*What is needed*: Return every line from the records below in which the word "while" is found.
Segment Start: Records for the exercise
impl ConnectionWorker {
    pub(crate) fn new(
        key: ConnectionKey,
        config: Arc<WsClientConfig>,
        transport: Arc<dyn WsTransport>,
        cmd_rx: mpsc::UnboundedReceiver<ConnectionCommand>,
        state_tx: watch::Sender<ConnectionState>,
        event_tx: mpsc::UnboundedSender<WsClientEvent>,
        shutdown: CancellationToken,
    ) -> Self {
        let authenticator = WsAuthenticator::new(
            config.credentials.clone(),
            config.recv_window_ms,
            config.sign_message.clone(),
        );

        Self {
            key,
            config,
            authenticator,
            transport,
            topics: KeyTopics::default(),
            cmd_rx,
            state_tx,
            event_tx,
            shutdown,
        }
    }

    pub(crate) async fn run(mut self) {
        let shutdown = self.shutdown.clone();
        let mut attempt: u32 = 0;

        'run: loop {
            if shutdown.is_cancelled() {
                break 'run;
            }

            if !self.topics.wants_connection {
                self.set_state(ConnectionState::Disconnected);
                tokio::select! {
                    _ = shutdown.cancelled() => break 'run,
                    cmd = self.cmd_rx.recv() => {
                        match cmd {
                            Some(cmd) => {
                                self.topics.apply(self.key, cmd, false);
                            }
                            None => break 'run,
                        }
                    }
                }
                continue;
            }

            self.set_state(ConnectionState::Connecting);
            let established = {
                let connect = establish(
                    self.key,
                    &self.config,
                    &self.authenticator,
                    self.transport.as_ref(),
                    &self.state_tx,
                );
                tokio::pin!(connect);

                // keep serving the caller while the socket and auth are pending
                loop {
                    tokio::select! {
                        _ = shutdown.cancelled() => break 'run,
                        established = &mut connect => break established,
                        cmd = self.cmd_rx.recv() => {
                            match cmd {
                                Some(cmd) => {
                                    self.topics.apply(self.key, cmd, false);
                                }
                                None => break 'run,
                            }
                        }
                    }
                }
            };

            match established {
                Ok((mut conn, early_frames)) => {
                    attempt = 0;
                    for raw in &early_frames {
                        self.dispatch_frame(raw);
                    }
                    let exit = match self.on_open(&conn).await {
                        Ok(()) => self.stream_loop(&mut conn).await,
                        Err(err) => StreamExit::Disconnected(err.to_string()),
                    };
                    match exit {
                        StreamExit::Shutdown => {
                            conn.close();
                            break 'run;
                        }
                        StreamExit::Disconnected(reason) => {
                            warn!(key = %self.key, %reason, "WebSocket disconnected");
                            conn.close();
                        }
                    }
                }
                Err(BitmartError::MissingCredentials) => {
                    error!(key = %self.key, "Cannot authenticate private connection: missing api key, secret or memo");
                    self.topics
                        .resolve_waiters(|| Err(BitmartError::MissingCredentials));
                }
                Err(err) => {
                    warn!(key = %self.key, error = %err, "WebSocket connect failed");
                }
            }

            attempt = attempt.saturating_add(1);
            self.topics.registry.reset_confirmed();
            self.set_state(ConnectionState::ReconnectPending { attempt });

            let backoff = self.backoff_duration(attempt);
            info!(key = %self.key, attempt, ?backoff, "Reconnecting after backoff");
            let sleep = tokio::time::sleep(backoff);
            tokio::pin!(sleep);

            loop {
                tokio::select! {
                    _ = shutdown.cancelled() => break 'run,
                    _ = &mut sleep => break,
                    cmd = self.cmd_rx.recv() => {
                        match cmd {
                            Some(cmd) => {
                                self.topics.apply(self.key, cmd, false);
                            }
                            None => break 'run,
                        }
                    }
                }
            }
        }

        self.finish();
    }

    /// Enter `Open`: honour queued commands, then resend every desired topic.
    async fn on_open(&mut self, conn: &WsConnection) -> Result<()> {
        while let Ok(cmd) = self.cmd_rx.try_recv() {
            self.topics.apply(self.key, cmd, false);
        }

        self.set_state(ConnectionState::Open);
        self.topics.resolve_waiters(|| Ok(()));

        let topics = self.topics.registry.resubscribe_snapshot();
        info!(key = %self.key, topic_count = topics.len(), "WebSocket open, resubscribing");
        self.send_requests(conn, WsOperation::Subscribe, &topics).await
    }

    async fn stream_loop(&mut self, conn: &mut WsConnection) -> StreamExit {
        let shutdown = self.shutdown.clone();
        let market = self.key.market();
        let interval = self.config.heartbeat_interval();
        let pong_timeout = self.config.pong_timeout();

        let mut heartbeat = tokio::time::interval_at(Instant::now() + interval, interval);
        heartbeat.set_missed_tick_behavior(MissedTickBehavior::Delay);
        let mut pong_deadline: Option<Instant> = None;

        loop {
            tokio::select! {
                _ = shutdown.cancelled() => {
                    debug!(key = %self.key, "Shutdown requested");
                    return StreamExit::Shutdown;
                }
                cmd = self.cmd_rx.recv() => {
                    match cmd {
                        Some(cmd) => {
                            if let Err(err) = self.apply_command(cmd, &*conn).await {
                                return StreamExit::Disconnected(err.to_string());
                            }
                        }
                        None => return StreamExit::Shutdown,
                    }
                }
                frame = conn.recv() => {
                    match frame {
                        Some(raw) if is_pong(&raw) => {
                            trace!(key = %self.key, "pong");
                            pong_deadline = None;
                        }
                        Some(raw) => self.dispatch_frame(&raw),
                        None => return StreamExit::Disconnected("socket closed".to_string()),
                    }
                }
                _ = heartbeat.tick() => {
                    if let Err(err) = conn.send(ping_frame(market)).await {
                        return StreamExit::Disconnected(err.to_string());
                    }
                    if pong_deadline.is_none() {
                        pong_deadline = Some(Instant::now() + pong_timeout);
                    }
                }
                _ = wait_for_deadline(pong_deadline) => {
                    return StreamExit::Disconnected("pong timeout".to_string());
                }
            }
        }
    }

    /// Apply a caller command on an open socket, flushing requests immediately.
    async fn apply_command(&mut self, cmd: ConnectionCommand, conn: &WsConnection) -> Result<()> {
        if let Some((operation, topics)) = self.topics.apply(self.key, cmd, true) {
            self.send_requests(conn, operation, &topics).await?;
        }
        Ok(())
    }

    async fn send_requests(
        &self,
        conn: &WsConnection,
        operation: WsOperation,
        topics: &[String],
    ) -> Result<()> {
        let frames = build_requests(
            self.key.market(),
            operation,
            topics,
            self.config.max_topics_for(self.key),
        )?;
        for frame in frames {
            conn.send(frame).await?;
        }
        if !topics.is_empty() {
            info!(
                key = %self.key,
                action = operation.as_str(),
                topic_count = topics.len(),
                "ws subscription sent"
            );
        }
        Ok(())
    }

    fn dispatch_frame(&mut self, raw: &str) {
        let event = resolve_event(raw);
        if let WsEvent::Response(value) | WsEvent::Update(value) = &event
            && let Some(ack) = subscription_ack(value)
        {
            let topics = ack.topics.iter().map(String::as_str);
            match ack.operation {
                WsOperation::Subscribe => {
                    self.topics.registry.mark_confirmed(topics);
                }
                WsOperation::Unsubscribe => self.topics.registry.mark_unconfirmed(topics),
            }
        }

        let _ = self.event_tx.send(WsClientEvent {
            key: self.key,
            event,
        });
    }

    fn backoff_duration(&self, attempt: u32) -> Duration {
        backoff_duration(
            attempt,
            self.config.reconnect_base_delay_ms,
            self.config.reconnect_max_delay_ms,
        )
    }

    fn set_state(&self, state: ConnectionState) {
        set_state(self.key, &self.state_tx, state);
    }

    fn finish(&mut self) {
        self.set_state(ConnectionState::Closed);
        self.topics.resolve_waiters(|| Err(BitmartError::Shutdown));
        info!(key = %self.key, "Connection worker stopped");
    }
}

fn set_state(key: ConnectionKey, state_tx: &watch::Sender<ConnectionState>, state: ConnectionState) {
    let previous = state_tx.send_replace(state);
    if previous != state {
        debug!(%key, ?previous, ?state, "Connection state changed");
    }
}

/// Connect and, for private keys with credentials, authenticate.
///
/// Frames that arrive before the auth ack are returned for dispatch.
async fn establish(
    key: ConnectionKey,
    config: &WsClientConfig,
    authenticator: &WsAuthenticator,
    transport: &dyn WsTransport,
    state_tx: &watch::Sender<ConnectionState>,
) -> Result<(WsConnection, Vec<String>)> {
    let url = config.url_for(key)?;
    let needs_auth = key.is_private() && authenticator.has_credentials();
    if needs_auth {
        // incomplete credentials fail here, before any socket is opened
        authenticator.sign(Utc::now().timestamp_millis())?;
    }

    let mut conn = tokio::time::timeout(config.connect_timeout(), transport.connect(key, &url))
        .await
        .map_err(|_| BitmartError::Timeout {
            duration_ms: config.connect_timeout_ms,
        })??;
    if !needs_auth {
        return Ok((conn, Vec::new()));
    }

    set_state(key, state_tx, ConnectionState::Authenticating);
    let early_frames = await_auth_ack(key, config, authenticator, &mut conn).await?;
    info!(%key, "WebSocket authenticated");
    Ok((conn, early_frames))
}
Segment End: Records for the exercise
*Response below*:
                // keep serving the caller while the socket and auth are pending
        while let Ok(cmd) = self.cmd_rx.try_recv() {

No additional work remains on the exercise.